Robust Commonsense Reasoning Against Noisy Labels Using Adaptive Correction.

Commonsense reasoning based on knowledge graphs (KGs) is a challenging task that requires predicting complex questions over the described textual contexts and relevant knowledge about the world. However, current methods typically assume clean training scenarios with accurately labeled samples, which are often unrealistic. The training set can include mislabeled samples, and the robustness to label noises is essential for commonsense reasoning methods to be practical, but this problem remains largely unexplored.

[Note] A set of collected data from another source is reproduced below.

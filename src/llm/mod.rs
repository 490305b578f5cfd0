// ABOUTME: Upstream LLM protocol layer for the chat relay
// ABOUTME: Message/request types, normalized chunks, dialect adapters, transport, and usage estimation
//
// SPDX-License-Identifier: MIT OR Apache-2.0
// Copyright (c) 2025 Pierre Fitness Intelligence

//! # LLM Protocol Layer
//!
//! Everything that touches the wire format of an upstream model provider:
//!
//! - **`ChatTurnRequest`**: validated, provider-agnostic request for one turn
//! - **`NormalizedChunk`**: dialect-independent streaming delta
//! - **`ProtocolAdapter`**: encodes requests and decodes responses/chunks per dialect
//! - **`UpstreamTransport`**: sends the encoded body and returns text or a byte stream
//! - **`UsageEstimator`**: fallback unit counting when a provider omits usage
//!
//! ## Example
//!
//! ```rust,no_run
//! use chat_relay::llm::{ChatMessage, ProtocolAdapter};
//!
//! let chunk = ProtocolAdapter::OpenAiCompatible
//!     .parse_chunk(r#"{"choices":[{"delta":{"content":"Hi"}}]}"#);
//! assert!(chunk.is_ok());
//! let _ = ChatMessage::user("Hello");
//! ```

mod adapter;
pub mod estimator;
pub mod native_chunk;
pub mod openai_compatible;
pub mod sse_parser;
pub mod transport;

pub use adapter::{ChunkParseError, CompletionPayload, ProtocolAdapter};
pub use estimator::UsageEstimator;
pub use sse_parser::{SseEvent, SseLineBuffer};
pub use transport::{ByteStream, ReqwestTransport, UpstreamRequest, UpstreamTransport};

use std::fmt;
use std::str::FromStr;

use serde::{Deserialize, Serialize};

use crate::errors::{AppError, AppResult};
use crate::models::{ConversationId, ModelId, UsageRecord};

// ============================================================================
// Message Types
// ============================================================================

/// Role of a message in the conversation
#[derive(Debug, Clone, Copy, PartialEq, Eq, Serialize, Deserialize)]
#[serde(rename_all = "lowercase")]
pub enum MessageRole {
    /// System instruction message
    System,
    /// User input message
    User,
    /// Assistant response message
    Assistant,
    /// Tool result message
    Tool,
    /// Legacy function result message
    Function,
}

impl MessageRole {
    /// Convert to string representation for API calls
    #[must_use]
    pub const fn as_str(&self) -> &'static str {
        match self {
            Self::System => "system",
            Self::User => "user",
            Self::Assistant => "assistant",
            Self::Tool => "tool",
            Self::Function => "function",
        }
    }
}

impl fmt::Display for MessageRole {
    fn fmt(&self, f: &mut fmt::Formatter<'_>) -> fmt::Result {
        f.write_str(self.as_str())
    }
}

impl FromStr for MessageRole {
    type Err = AppError;

    fn from_str(s: &str) -> Result<Self, Self::Err> {
        match s.trim().to_ascii_lowercase().as_str() {
            "system" => Ok(Self::System),
            "user" => Ok(Self::User),
            "assistant" => Ok(Self::Assistant),
            "tool" => Ok(Self::Tool),
            "function" => Ok(Self::Function),
            other => Err(AppError::invalid_input(format!(
                "Unsupported message role '{other}'"
            ))),
        }
    }
}

/// A single message in a chat conversation
#[derive(Debug, Clone, PartialEq, Eq, Serialize, Deserialize)]
pub struct ChatMessage {
    /// Role of the message sender
    pub role: MessageRole,
    /// Content of the message
    pub content: String,
    /// Participant name, used by tool and function messages
    #[serde(default, skip_serializing_if = "Option::is_none")]
    pub name: Option<String>,
}

impl ChatMessage {
    /// Create a new chat message
    #[must_use]
    pub fn new(role: MessageRole, content: impl Into<String>) -> Self {
        Self {
            role,
            content: content.into(),
            name: None,
        }
    }

    /// Attach a participant name
    #[must_use]
    pub fn with_name(mut self, name: impl Into<String>) -> Self {
        self.name = Some(name.into());
        self
    }

    /// Create a system message
    #[must_use]
    pub fn system(content: impl Into<String>) -> Self {
        Self::new(MessageRole::System, content)
    }

    /// Create a user message
    #[must_use]
    pub fn user(content: impl Into<String>) -> Self {
        Self::new(MessageRole::User, content)
    }

    /// Create an assistant message
    #[must_use]
    pub fn assistant(content: impl Into<String>) -> Self {
        Self::new(MessageRole::Assistant, content)
    }
}

// ============================================================================
// Request Types
// ============================================================================

/// Optional sampling parameters forwarded to the provider
#[derive(Debug, Clone, Default, PartialEq, Serialize, Deserialize)]
#[serde(rename_all = "camelCase")]
pub struct SamplingParams {
    /// Temperature for response randomness
    #[serde(default, skip_serializing_if = "Option::is_none")]
    pub temperature: Option<f32>,
    /// Maximum units to generate
    #[serde(default, skip_serializing_if = "Option::is_none")]
    pub max_tokens: Option<u32>,
    /// Nucleus sampling bound
    #[serde(default, skip_serializing_if = "Option::is_none")]
    pub top_p: Option<f32>,
    /// Penalty for repeated tokens
    #[serde(default, skip_serializing_if = "Option::is_none")]
    pub frequency_penalty: Option<f32>,
    /// Penalty for already-present tokens
    #[serde(default, skip_serializing_if = "Option::is_none")]
    pub presence_penalty: Option<f32>,
    /// Stop sequences
    #[serde(default, skip_serializing_if = "Option::is_none")]
    pub stop: Option<Vec<String>>,
}

/// Validated request for one conversation turn
#[derive(Debug, Clone, PartialEq)]
pub struct ChatTurnRequest {
    /// Registry key of the target model
    pub model_id: ModelId,
    /// Conversation the turn belongs to
    pub conversation_id: ConversationId,
    /// Ordered prompt messages, never empty
    pub messages: Vec<ChatMessage>,
    /// Whether the client wants a streamed answer
    pub stream: bool,
    /// Sampling parameters
    pub sampling: SamplingParams,
}

/// Most recent user-role message, the one persisted with the turn
#[must_use]
pub fn last_user_message(messages: &[ChatMessage]) -> Option<&ChatMessage> {
    messages.iter().rev().find(|m| m.role == MessageRole::User)
}

/// Inbound message as sent by clients, before validation
#[derive(Debug, Clone, Default, Deserialize)]
pub struct IncomingMessage {
    /// Role string
    #[serde(default)]
    pub role: Option<String>,
    /// Message text
    #[serde(default)]
    pub content: Option<String>,
    /// Optional participant name
    #[serde(default)]
    pub name: Option<String>,
}

/// Inbound chat completion body, before validation
#[derive(Debug, Clone, Default, Deserialize)]
#[serde(rename_all = "camelCase")]
pub struct ChatCompletionRequest {
    /// Registry key of the target model
    #[serde(default)]
    pub model_id: Option<ModelId>,
    /// Conversation to append to
    #[serde(default)]
    pub conversation_id: Option<ConversationId>,
    /// Prompt messages
    #[serde(default)]
    pub messages: Vec<IncomingMessage>,
    /// Stream flag
    #[serde(default)]
    pub stream: bool,
    /// Sampling parameters
    #[serde(flatten)]
    pub sampling: SamplingParams,
}

/// Longest participant name providers accept
const MAX_NAME_LEN: usize = 64;

fn validate_name(index: usize, name: String) -> AppResult<String> {
    let valid = !name.is_empty()
        && name.len() <= MAX_NAME_LEN
        && name
            .chars()
            .all(|c| c.is_ascii_alphanumeric() || c == '_' || c == '-');
    if valid {
        Ok(name)
    } else {
        Err(AppError::invalid_input(format!(
            "messages[{index}].name must be 1-{MAX_NAME_LEN} letters, digits, '_' or '-'"
        )))
    }
}

impl ChatCompletionRequest {
    /// Validate the body and convert it into a [`ChatTurnRequest`]
    ///
    /// # Errors
    ///
    /// Returns `InvalidInput` when the model or conversation id is missing, the
    /// message list is empty, or any message has a blank role or content.
    pub fn validate(self) -> AppResult<ChatTurnRequest> {
        let model_id = self
            .model_id
            .ok_or_else(|| AppError::invalid_input("modelId is required"))?;
        let conversation_id = self
            .conversation_id
            .ok_or_else(|| AppError::invalid_input("conversationId is required"))?;
        if self.messages.is_empty() {
            return Err(AppError::invalid_input("messages must not be empty"));
        }

        let messages = self
            .messages
            .into_iter()
            .enumerate()
            .map(|(index, message)| {
                let role = message
                    .role
                    .filter(|r| !r.trim().is_empty())
                    .ok_or_else(|| {
                        AppError::invalid_input(format!("messages[{index}].role must not be blank"))
                    })?
                    .parse::<MessageRole>()?;
                let content = message
                    .content
                    .filter(|c| !c.trim().is_empty())
                    .ok_or_else(|| {
                        AppError::invalid_input(format!(
                            "messages[{index}].content must not be blank"
                        ))
                    })?;
                let name = message
                    .name
                    .map(|name| validate_name(index, name))
                    .transpose()?;
                Ok(ChatMessage {
                    role,
                    content,
                    name,
                })
            })
            .collect::<AppResult<Vec<_>>>()?;

        if let Some(temperature) = self.sampling.temperature {
            if !(0.0..=2.0).contains(&temperature) {
                return Err(AppError::invalid_input(
                    "temperature must be between 0 and 2",
                ));
            }
        }
        if let Some(top_p) = self.sampling.top_p {
            if !(0.0..=1.0).contains(&top_p) {
                return Err(AppError::invalid_input("topP must be between 0 and 1"));
            }
        }

        Ok(ChatTurnRequest {
            model_id,
            conversation_id,
            messages,
            stream: self.stream,
            sampling: self.sampling,
        })
    }
}

// ============================================================================
// Response Types
// ============================================================================

/// Why the provider stopped generating
#[derive(Debug, Clone, Copy, PartialEq, Eq, Serialize, Deserialize)]
#[serde(rename_all = "snake_case")]
pub enum FinishReason {
    /// Natural end of the answer
    Stop,
    /// Output limit reached
    Length,
    /// Model requested a tool call
    ToolCalls,
    /// Output withheld by a content filter
    ContentFilter,
}

impl FinishReason {
    /// Map a provider finish string; unknown non-empty values count as `Stop`
    #[must_use]
    pub fn from_wire(value: &str) -> Option<Self> {
        match value.trim() {
            "" => None,
            "length" => Some(Self::Length),
            "tool_calls" | "function_call" => Some(Self::ToolCalls),
            "content_filter" => Some(Self::ContentFilter),
            _ => Some(Self::Stop),
        }
    }
}

/// One dialect-independent streaming delta
#[derive(Debug, Clone, Default, PartialEq, Eq, Serialize, Deserialize)]
#[serde(rename_all = "camelCase")]
pub struct NormalizedChunk {
    /// Appended text, if any
    #[serde(default, skip_serializing_if = "Option::is_none")]
    pub delta_content: Option<String>,
    /// Set on the terminal chunk
    #[serde(default, skip_serializing_if = "Option::is_none")]
    pub finish_reason: Option<FinishReason>,
    /// Usage, typically only on the last chunk
    #[serde(default, skip_serializing_if = "Option::is_none")]
    pub usage: Option<UsageRecord>,
}

impl NormalizedChunk {
    /// Chunk carrying only a text delta
    #[must_use]
    pub fn delta(content: impl Into<String>) -> Self {
        Self {
            delta_content: Some(content.into()),
            ..Self::default()
        }
    }
}

/// A choice in a synchronous completion response
#[derive(Debug, Clone, PartialEq, Eq, Serialize, Deserialize)]
#[serde(rename_all = "camelCase")]
pub struct CompletionChoice {
    /// Choice index, always 0
    pub index: u32,
    /// Assistant message
    pub message: ChatMessage,
    /// Finish reason reported by the provider
    #[serde(default, skip_serializing_if = "Option::is_none")]
    pub finish_reason: Option<FinishReason>,
}

/// Synchronous chat completion response returned to clients
#[derive(Debug, Clone, PartialEq, Eq, Serialize, Deserialize)]
#[serde(rename_all = "camelCase")]
pub struct ChatTurnResponse {
    /// Response identifier
    pub id: String,
    /// Object type, always `chat.completion`
    pub object: String,
    /// Unix timestamp of creation
    pub created: i64,
    /// Upstream model name
    pub model: String,
    /// Single-element choice list
    pub choices: Vec<CompletionChoice>,
    /// Billed usage
    pub usage: UsageRecord,
}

This work focuses on commonsense reasoning with mislabeled training samples and makes several technical contributions: 1) we first construct diverse augmentations from knowledge and model, and offer a simple yet effective multiple-choice alignment method to divide the training samples into clean, semi-clean, and unclean parts; 2) we design adaptive label correction methods for the semi-clean and unclean samples to exploit the supervised potential of noisy information; and 3) finally, we extensively test these methods on noisy versions of commonsense reasoning benchmarks (CommonsenseQA and OpenbookQA). Experimental results show that the proposed method can significantly enhance robustness and improve overall performance. Furthermore, the proposed method is generally applicable to multiple existing commonsense reasoning frameworks to boost their robustness. The code is available at https://github.com/xdxuyang/CR_Noisy_Labels.